Material and methods: Retrospective, observational and cross-sectional study. The medical records of patients who underwent cemented hip replacement, had hemodynamic complications during the cementing process and required admission to the ICU or died as a result of this cause were reviewed. Gender, age, preoperative diagnosis, comorbidities and diagnosis upon ICU admission were recorded.
Results: Twenty-eight patients were studied; 19 females and 9 males, with a mean age of 72 years. The preoperative diagnosis was hip fracture in 8 cases, prosthetic loosening in 6 cases and coxarthrosis in 15 patients.
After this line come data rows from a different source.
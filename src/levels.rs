// Copyright (c) 2024-2025, The rhevce contributors. All rights reserved
//
// This source code is subject to the terms of the BSD 2 Clause License. If
// the BSD 2 Clause License was not distributed with this source code in the
// LICENSE file, you can obtain it at
// https://opensource.org/license/bsd-2-clause

//! Level limits from ITU-T H.265 Annex A.

use crate::api::Level;

/// Maximum luma picture size (`MaxLumaPs`) per level, from Table A.8.
///
/// Level 8.5 carries no limit and is absent from the table.
pub static HEVC_LEVEL_MAX_LUMA_PS: [(Level, usize); 13] = [
  (Level::L1, 36_864),
  (Level::L2, 122_880),
  (Level::L2_1, 245_760),
  (Level::L3, 552_960),
  (Level::L3_1, 983_040),
  (Level::L4, 2_228_224),
  (Level::L4_1, 2_228_224),
  (Level::L5, 8_912_896),
  (Level::L5_1, 8_912_896),
  (Level::L5_2, 8_912_896),
  (Level::L6, 35_651_584),
  (Level::L6_1, 35_651_584),
  (Level::L6_2, 35_651_584),
];

/// The `MaxLumaPs` limit for a level, or `None` when the level is
/// unconstrained (unset, or level 8.5).
pub fn max_luma_picture_size(level: Level) -> Option<usize> {
  HEVC_LEVEL_MAX_LUMA_PS
    .iter()
    .find(|&&(l, _)| l == level)
    .map(|&(_, ps)| ps)
}

/// The per-dimension bound `sqrt(MaxLumaPs * 8)` for a level, or `None`
/// when the level is unconstrained.
pub fn max_luma_dimension(level: Level) -> Option<usize> {
  max_luma_picture_size(level).map(|ps| ((ps * 8) as f64).sqrt() as usize)
}

#[cfg(test)]
mod test {
  use super::*;

  #[test]
  fn limits_known_levels() {
    assert_eq!(max_luma_picture_size(Level::L4_1), Some(2_228_224));
    assert_eq!(max_luma_picture_size(Level::L8_5), None);
    assert_eq!(max_luma_picture_size(Level::None), None);
  }

  #[test]
  fn dimension_bound_is_sqrt_of_eight_times_picture_size() {
    // 8 * 2228224 = 17825792, sqrt = 4222.06...
    assert_eq!(max_luma_dimension(Level::L4), Some(4222));
    assert_eq!(max_luma_dimension(Level::L1), Some(543));
  }
}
Cementing technique: a gun was used in 9 cases, and pressure-lavage of the medullary cavity was used in 19. Comorbidities: 5 cases had hypertension, 4 had diabetes mellitus, 4 had heart disease, and 12 cases had combinations of the former. Diagnosis upon admission to the ICU: intraoperative hypotension in 18 cases, pulmonary thromboembolism in 6 cases, respiratory failure in 3 cases, hypovolemic shock in one patient. Three patients died.
Conclusions: Pulmonary thromboembolism is caused by
he increase in femoral intramedullary pressure and not by the action of bone cement. Hemodynamic changes may lead to the critical status of patients and may even cause death. The surgical team should be alert to make the timely diagnosis of this complication and provide proper treatment. In our hospital setting the incidence rate of hemodynamic changes was 6.7 % and the mortality rate 0.07%.